• YOUR GOAL:
Search the records below for the word "false". Pull out each line that has it.

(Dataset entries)
# # # #

use std::collections::HashMap;

use bevy_ecs::prelude::*;
use serde::{Deserialize, Serialize};

#[derive(Debug, Clone, PartialEq, Serialize, Deserialize)]
pub struct Identity {
    pub identity_id: i64,
    pub display_name: String,
    #[serde(default)]
    pub is_npc: bool,
}

#[derive(Debug, Clone, PartialEq, Serialize, Deserialize)]
pub struct Faction {
    pub faction_id: i64,
    pub tag: String,
    pub name: String,
    #[serde(default)]
    pub members: Vec<i64>,
}

impl Faction {
    /// True when no human identity belongs to the faction.
    pub fn is_everyone_npc(&self, identities: &IdentityRegistry) -> bool {
        self.members
            .iter()
            .all(|member| identities.is_npc(*member))
    }
}

/// Resource: every known player and NPC identity.
#[derive(Resource, Debug, Default, Clone)]
pub struct IdentityRegistry {
    identities: HashMap<i64, Identity>,
}

impl IdentityRegistry {
    pub fn insert(&mut self, identity: Identity) {
        self.identities.insert(identity.identity_id, identity);
    }

    pub fn get(&self, identity_id: i64) -> Option<&Identity> {
        self.identities.get(&identity_id)
    }

    /// Unknown identities are treated as human.
    pub fn is_npc(&self, identity_id: i64) -> bool {
        self.get(identity_id)
            .map(|identity| identity.is_npc)
            .unwrap_or(false)
    }

    pub fn iter(&self) -> impl Iterator<Item = &Identity> {
        self.identities.values()
    }
}

/// Resource: factions and the identity -> faction membership index.
#[derive(Resource, Debug, Default, Clone)]
pub struct FactionRegistry {
    factions: HashMap<i64, Faction>,
    membership: HashMap<i64, i64>,
}

impl FactionRegistry {
    pub fn insert(&mut self, faction: Faction) {
        for member in &faction.members {
            self.membership.insert(*member, faction.faction_id);
        }
        self.factions.insert(faction.faction_id, faction);
    }

    pub fn get(&self, faction_id: i64) -> Option<&Faction> {
        self.factions.get(&faction_id)
    }

    pub fn faction_of(&self, identity_id: i64) -> Option<&Faction> {
        let faction_id = self.membership.get(&identity_id)?;
        self.factions.get(faction_id)
    }

    pub fn tag_of(&self, identity_id: i64) -> Option<&str> {
        self.faction_of(identity_id).map(|faction| faction.tag.as_str())
    }

    pub fn iter(&self) -> impl Iterator<Item = &Faction> {
        self.factions.values()
    }
}

#[cfg(test)]
mod tests {
    use super::*;

    fn identity(id: i64, name: &str, is_npc: bool) -> Identity {
        Identity {
            identity_id: id,
            display_name: name.to_string(),
            is_npc,
        }
    }

    #[test]
    fn membership_index_follows_inserted_factions() {
        let mut factions = FactionRegistry::default();
        factions.insert(Faction {
            faction_id: 500,
            tag: "SPRT".to_string(),
            name: "Space Pirates".to_string(),
            members: vec![10, 11],
        });

        assert_eq!(factions.tag_of(10), Some("SPRT"));
        assert_eq!(factions.tag_of(11), Some("SPRT"));
        assert_eq!(factions.tag_of(12), None);
    }

    #[test]
    fn faction_is_npc_only_when_every_member_is() {
        let mut identities = IdentityRegistry::default();
        identities.insert(identity(1, "Drone", true));
        identities.insert(identity(2, "Alice", false));

        let mixed = Faction {
            faction_id: 9,
            tag: "MIX".to_string(),
            name: "Mixed".to_string(),
            members: vec![1, 2],
        };
        let bots = Faction {
            members: vec![1],
            ..mixed.clone()
        };

        assert!(!mixed.is_everyone_npc(&identities));
        assert!(bots.is_everyone_npc(&identities));
    }
}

# # # #

• ANSWER SECTION:
            .unwrap_or(false)
        identities.insert(identity(2, "Alice", false));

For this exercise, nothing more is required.